First, it was in the mid and late 1960s that the Civil Rights Movement made significant gains. It was the period during which Congress passed 1964’s Civil Rights Act and 1965’s Voting Rights Act. These two Acts were significant in increasing the African Americans’ political power. The former outlawed any form of discrimination in all public accommodations while the latter required the federal government to conduct voter registration in areas where African Americans were not allowed to do so. The result was that about one million African Americans in the Deep South became registered (U.S. Department of State 277). Throughout the country, the number of elected officials who were African American significantly rose, and by 1968, a ban on discrimination in housing was passed by the Congress.
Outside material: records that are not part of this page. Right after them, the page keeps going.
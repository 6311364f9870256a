//! Outcome hooks for monitoring.

use crate::error::AuthorizationError;

/// How a successful authorization was resolved.
#[derive(Debug, Clone, Copy, PartialEq, Eq)]
pub enum AuthorizedVia {
    /// Local bypass, no credential involved.
    Bypass,
    /// Fresh record served from the cache.
    CacheHit,
    /// Record fetched from the validator.
    Validated,
}

/// Observer passed to the authorizer at construction.
///
/// Both hooks run synchronously on the request path and must not block.
pub trait AuthorizationObserver: Send + Sync {
    fn on_authorized(&self, _via: AuthorizedVia) {}

    fn on_rejected(&self, _error: &AuthorizationError) {}
}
The results of this major event can be witnessed today, with the United States having its first black President, the 44th president, President Barack Obama.
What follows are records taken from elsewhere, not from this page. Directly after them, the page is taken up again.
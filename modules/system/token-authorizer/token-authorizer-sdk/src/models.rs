//! Domain models for the token authorizer module.

use std::fmt;

use secrecy::{ExposeSecret, SecretString};
use serde::{Deserialize, Serialize};
use serde_json::{Map, Value};
use sha2::{Digest, Sha256};

use crate::error::ValidationError;

/// Expiry applied when the validator does not provide one.
///
/// `0` lies in the past, so such a record is stale on its first re-read.
pub const DEFAULT_EXPIRES: i64 = 0;

/// Bearer credential taken from the `Authorization` header.
///
/// The token is kept in a `SecretString` so `Debug` output never contains it.
#[derive(Debug)]
pub struct Credential {
    token: SecretString,
}

impl Credential {
    #[must_use]
    pub fn new(token: impl Into<String>) -> Self {
        Self {
            token: SecretString::from(token.into()),
        }
    }

    /// Raw token value, for handing to the identity provider.
    #[must_use]
    pub fn expose(&self) -> &str {
        self.token.expose_secret()
    }

    /// SHA-256 digest of the token, used as the cache key.
    #[must_use]
    pub fn fingerprint(&self) -> CredentialFingerprint {
        CredentialFingerprint(Sha256::digest(self.expose().as_bytes()).into())
    }
}

/// Stable, non-reversible identifier of a [`Credential`].
#[derive(Clone, Copy, PartialEq, Eq, Hash)]
pub struct CredentialFingerprint([u8; 32]);

impl CredentialFingerprint {
    /// Short hex prefix suitable for log fields.
    #[must_use]
    pub fn short(&self) -> String {
        hex::encode(&self.0[..6])
    }
}

impl fmt::Debug for CredentialFingerprint {
    fn fmt(&self, f: &mut fmt::Formatter<'_>) -> fmt::Result {
        write!(f, "CredentialFingerprint({})", self.short())
    }
}

/// Resolved authorization for a credential.
///
/// Holds the claims returned by the validator (user id, name, ...) and the
/// epoch-millisecond instant after which the record must be re-validated.
#[derive(Debug, Clone, PartialEq, Serialize, Deserialize)]
pub struct AuthorizationRecord {
    #[serde(flatten)]
    claims: Map<String, Value>,
    expires: i64,
}

impl AuthorizationRecord {
    #[must_use]
    pub fn new(claims: Map<String, Value>, expires: i64) -> Self {
        Self { claims, expires }
    }

    #[must_use]
    pub fn claims(&self) -> &Map<String, Value> {
        &self.claims
    }

    #[must_use]
    pub fn claim(&self, name: &str) -> Option<&Value> {
        self.claims.get(name)
    }

    /// String claim, `None` when absent or not a string.
    #[must_use]
    pub fn claim_str(&self, name: &str) -> Option<&str> {
        self.claims.get(name).and_then(Value::as_str)
    }

    /// Expiry as epoch milliseconds.
    #[must_use]
    pub fn expires(&self) -> i64 {
        self.expires
    }

    /// A record is usable only while its expiry lies strictly after `now_ms`.
    #[must_use]
    pub fn is_fresh_at(&self, now_ms: i64) -> bool {
        self.expires > now_ms
    }
}

/// Partial record produced by a [`CredentialValidator`](crate::CredentialValidator).
///
/// Merged over the default record by the authorizer: a missing `expires`
/// becomes [`DEFAULT_EXPIRES`].
#[derive(Debug, Clone, Default, PartialEq, Serialize, Deserialize)]
pub struct ValidatedClaims {
    #[serde(flatten)]
    pub claims: Map<String, Value>,
    #[serde(default, skip_serializing_if = "Option::is_none")]
    pub expires: Option<i64>,
}

impl ValidatedClaims {
    #[must_use]
    pub fn new() -> Self {
        Self::default()
    }

    /// Parse an identity-provider JSON answer.
    ///
    /// # Errors
    ///
    /// Returns `ValidationError::Internal` if `value` is not an object or
    /// `expires` is not an integer.
    pub fn from_value(value: Value) -> Result<Self, ValidationError> {
        serde_json::from_value(value).map_err(|e| ValidationError::Internal(e.to_string()))
    }

    #[must_use]
    pub fn with_claim(mut self, name: impl Into<String>, value: impl Into<Value>) -> Self {
        self.claims.insert(name.into(), value.into());
        self
    }

    #[must_use]
    pub fn expires_at(mut self, expires_ms: i64) -> Self {
        self.expires = Some(expires_ms);
        self
    }

    #[must_use]
    pub fn into_record(self) -> AuthorizationRecord {
        AuthorizationRecord::new(self.claims, self.expires.unwrap_or(DEFAULT_EXPIRES))
    }
}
Another significant watershed moment, especially in Asian-American history, is the Immigration and Nationality Act of 1965. This Act reversed several years of systematic exclusion and immigration policies that were restrictive, and led to unparalleled numbers of immigrants from Asia, Latin America, Mexico, and other nations entering the United States (Le 1). As a result, the new arrivals transformed and continue to transform the economic, cultural and demographic characteristics of several urban areas and the mainstream American society. Some of the current events shaped by this event include the Immigration Reform Bill which is backed by the President.
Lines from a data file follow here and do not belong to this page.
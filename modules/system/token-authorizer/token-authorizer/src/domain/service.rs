//! Domain service for the token authorizer.

use std::sync::Arc;
use std::sync::atomic::{AtomicUsize, Ordering};
use std::time::Duration;

use async_trait::async_trait;
use parking_lot::RwLock;
use token_authorizer_sdk::{
    AuthRequest, AuthorizationError, AuthorizationObserver, AuthorizationRecord, AuthorizedVia,
    Credential, CredentialFingerprint, CredentialValidator, ValidatedClaims, ValidationError,
};
use tracing::{debug, info};

use super::cache::RecordCache;
use super::extractor::{BypassPolicy, CredentialExtractor, Extraction};
use crate::config::TokenAuthorizerConfig;

/// Token authorizer service.
///
/// Admits a request when its credential maps to a fresh cached record or
/// when the validator accepts it. Concurrent misses for the same credential
/// each call the validator; the last answer to arrive stays cached.
pub struct Service {
    extractor: CredentialExtractor,
    cache: RecordCache,
    validator: Arc<dyn CredentialValidator>,
    validation_timeout: Option<Duration>,
    bypass_record: Arc<AuthorizationRecord>,
    bypass_credential: String,
    observer: RwLock<Option<Arc<dyn AuthorizationObserver>>>,
    in_flight: AtomicUsize,
}

/// Builder for [`Service`].
pub struct ServiceBuilder {
    cfg: TokenAuthorizerConfig,
    validator: Option<Arc<dyn CredentialValidator>>,
    observer: Option<Arc<dyn AuthorizationObserver>>,
}

impl ServiceBuilder {
    #[must_use]
    pub fn validator(mut self, validator: Arc<dyn CredentialValidator>) -> Self {
        self.validator = Some(validator);
        self
    }

    #[must_use]
    pub fn observer(mut self, observer: Arc<dyn AuthorizationObserver>) -> Self {
        self.observer = Some(observer);
        self
    }

    /// Build the service. Without a validator every credential is rejected.
    #[must_use]
    pub fn build(self) -> Service {
        let cfg = self.cfg;
        let bypass = BypassPolicy::from_config(&cfg.bypass);
        if bypass.is_enabled() {
            tracing::warn!(
                always = cfg.bypass.always,
                prefixes = ?cfg.bypass.trusted_origin_prefixes,
                "Local bypass is enabled: header-less requests from trusted origins \
                 are admitted without validation. Do NOT use this in production."
            );
        }

        let validator = self.validator.unwrap_or_else(|| {
            tracing::warn!("No credential validator configured, every credential will be rejected");
            Arc::new(NoValidator)
        });

        info!(
            scheme = %cfg.scheme,
            max_entries = cfg.effective_max_entries(),
            max_age_ms = u64::try_from(cfg.cache_max_age().as_millis()).unwrap_or(u64::MAX),
            timeout = ?cfg.validation_timeout(),
            "Initializing token authorizer"
        );

        let cache = RecordCache::new(cfg.effective_max_entries(), cfg.cache_max_age());
        let validation_timeout = cfg.validation_timeout();
        let bypass_record = Arc::new(AuthorizationRecord::new(cfg.bypass.claims, i64::MAX));

        Service {
            extractor: CredentialExtractor::new(cfg.scheme, bypass),
            cache,
            validator,
            validation_timeout,
            bypass_record,
            bypass_credential: cfg.bypass.credential,
            observer: RwLock::new(self.observer),
            in_flight: AtomicUsize::new(0),
        }
    }
}

impl Service {
    #[must_use]
    pub fn builder(cfg: TokenAuthorizerConfig) -> ServiceBuilder {
        ServiceBuilder {
            cfg,
            validator: None,
            observer: None,
        }
    }

    #[must_use]
    pub fn new(cfg: TokenAuthorizerConfig, validator: Arc<dyn CredentialValidator>) -> Self {
        Self::builder(cfg).validator(validator).build()
    }

    /// Authorize a request.
    ///
    /// # Errors
    ///
    /// See [`AuthorizationError`]. Validator failures, timeouts and empty
    /// validator answers also remove the credential from the cache.
    #[tracing::instrument(skip_all)]
    pub async fn authorize(
        &self,
        request: &dyn AuthRequest,
    ) -> Result<Arc<AuthorizationRecord>, AuthorizationError> {
        let _slot = InFlightGuard::enter(&self.in_flight);
        let outcome = self.resolve(request).await;
        self.dispatch(outcome)
    }

    /// Number of authorizations currently running. Advisory only.
    #[must_use]
    pub fn in_flight(&self) -> usize {
        self.in_flight.load(Ordering::Relaxed)
    }

    /// Approximate number of cached records.
    #[must_use]
    pub fn cached_entries(&self) -> u64 {
        self.cache.run_pending_tasks();
        self.cache.entry_count()
    }

    /// Drop a cached record, e.g. after the embedder learns of a revocation.
    pub fn invalidate(&self, credential: &Credential) {
        self.cache.delete(&credential.fingerprint());
    }

    /// Release cached records and detach the observer.
    ///
    /// The service stays usable; subsequent calls start from an empty cache.
    pub fn close(&self) {
        self.cache.clear();
        self.observer.write().take();
        info!("Token authorizer closed");
    }

    async fn resolve(
        &self,
        request: &dyn AuthRequest,
    ) -> Result<(Arc<AuthorizationRecord>, AuthorizedVia), AuthorizationError> {
        let credential = match self.extractor.extract(request)? {
            Extraction::Bypass => {
                debug!(
                    base_url = request.base_url(),
                    credential = %self.bypass_credential,
                    "Local bypass applied"
                );
                return Ok((self.bypass_record.clone(), AuthorizedVia::Bypass));
            }
            Extraction::Credential(credential) => credential,
        };

        let key = credential.fingerprint();
        if let Some(record) = self.cache.get(&key) {
            if record.is_fresh_at(now_millis()) {
                debug!(credential = %key.short(), "Record served from cache");
                return Ok((record, AuthorizedVia::CacheHit));
            }
            debug!(
                credential = %key.short(),
                expires = record.expires(),
                "Record found but is expired, invalidating it"
            );
            self.cache.delete(&key);
        }

        let record = self.fetch(&credential, key).await?;
        Ok((record, AuthorizedVia::Validated))
    }

    async fn fetch(
        &self,
        credential: &Credential,
        key: CredentialFingerprint,
    ) -> Result<Arc<AuthorizationRecord>, AuthorizationError> {
        debug!(credential = %key.short(), "Calling credential validator");
        let call = self.validator.validate(credential);
        let answer = match self.validation_timeout {
            Some(after) => {
                let Ok(answer) = tokio::time::timeout(after, call).await else {
                    self.cache.delete(&key);
                    return Err(AuthorizationError::ValidationTimedOut { after });
                };
                answer
            }
            None => call.await,
        };

        match answer {
            Ok(Some(claims)) => {
                let record = Arc::new(claims.into_record());
                self.cache.set(key, record.clone());
                Ok(record)
            }
            Ok(None) => {
                self.cache.delete(&key);
                Err(AuthorizationError::ExhaustedNoRecord)
            }
            Err(source) => {
                self.cache.delete(&key);
                Err(AuthorizationError::ValidationFailed { source })
            }
        }
    }

    fn dispatch(
        &self,
        outcome: Result<(Arc<AuthorizationRecord>, AuthorizedVia), AuthorizationError>,
    ) -> Result<Arc<AuthorizationRecord>, AuthorizationError> {
        let observer = self.observer.read().clone();
        match outcome {
            Ok((record, via)) => {
                debug!(?via, "Returning record");
                if let Some(observer) = observer {
                    observer.on_authorized(via);
                }
                Ok(record)
            }
            Err(err) => {
                log_rejection(&err);
                if let Some(observer) = observer {
                    observer.on_rejected(&err);
                }
                Err(err)
            }
        }
    }
}

#[async_trait]
impl token_authorizer_sdk::TokenAuthorizerClient for Service {
    async fn authorize(
        &self,
        request: &dyn AuthRequest,
    ) -> Result<Arc<AuthorizationRecord>, AuthorizationError> {
        Service::authorize(self, request).await
    }
}

/// Log rejections at appropriate levels.
///
/// Cognitive complexity is inflated by tracing macro expansion.
#[allow(clippy::cognitive_complexity)]
fn log_rejection(err: &AuthorizationError) {
    match err {
        AuthorizationError::ValidationFailed {
            source: ValidationError::Unavailable(_) | ValidationError::Internal(_),
        } => tracing::error!(error = %err, "Credential validator failed"),
        AuthorizationError::ValidationTimedOut { .. } => {
            tracing::error!(error = %err, "Credential validator timed out");
        }
        _ => debug!(error = %err, "Authorization rejected"),
    }
}

fn now_millis() -> i64 {
    chrono::Utc::now().timestamp_millis()
}

struct InFlightGuard<'a>(&'a AtomicUsize);

impl<'a> InFlightGuard<'a> {
    fn enter(counter: &'a AtomicUsize) -> Self {
        counter.fetch_add(1, Ordering::Relaxed);
        Self(counter)
    }
}

impl Drop for InFlightGuard<'_> {
    fn drop(&mut self) {
        self.0.fetch_sub(1, Ordering::Relaxed);
    }
}

/// Used when the embedder supplies no validator.
struct NoValidator;

#[async_trait]
impl CredentialValidator for NoValidator {
    async fn validate(
        &self,
        _credential: &Credential,
    ) -> Result<Option<ValidatedClaims>, ValidationError> {
        Err(ValidationError::Unauthorized(
            "No valid auth call".to_owned(),
        ))
    }
}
Despite these events of change, there were other significant moments, some tense and others harsh. The year 1962 saw the then American President J.F. Kennedy face the Cuban Missile Crisis, an event described as the most serious in the course of the Cold War. It was in the fall of this year that the US government learnt of secret installation of offensive nuclear missiles by the Soviet Union in Cuba (Department of State 283). A blockade was ordered by President Kennedy, and after days of tension, a deal was reached that saw the Soviet Union pull out of Cuba. According to (), the Cuban Missile Crisis was a turning point in relations between the US and the Soviet Union. In 1963, Great Britain, the Soviet Union and the US signed a treaty that prohibited the testing of nuclear weapons in the atmosphere. However, despite coming out of the crisis as a great leader, President JFK was assassinated in November 1963 as he was visiting Dallas. Another significant event was the 1973 Arab Oil Embargo, whereby Arab nations that produced oil slapped an oil embargo on the US following its backing of Israel during the Yom Kippur War (Hakes 1). This event was significant in the energy history of the US, with the country seeking to ensure energy independence and to reduce dependence on foreign oil.
A number of events were significant in the history of both the United States and the world at large. The period between 1960 and 1980 was quite eventful and it saw the occurrence of many historical events which continue to impact the world today. Some events were tense, others were saddening, others life changing, and others were important learning points. The period was characterized by a mixture of events that are responsible for the relative calm and peace enjoyed in the 1980s. Therefore, the period between 1960 and 1980 represented decades of change and transformation.
Hakes, Jay. 35 Years After the Arab Oil Embargo. Journal or Energy Security, 06 Oct. 2008. Web. 07 May 2013.
Le, C.N. The New Wave of Asian Migration. Asian-Nation, 17 Dec. 2005. Web. 07 May 2013.
U.S. Department of State. Outline of U.S. History. Washington, D.C: U.S. Department of State, 2005.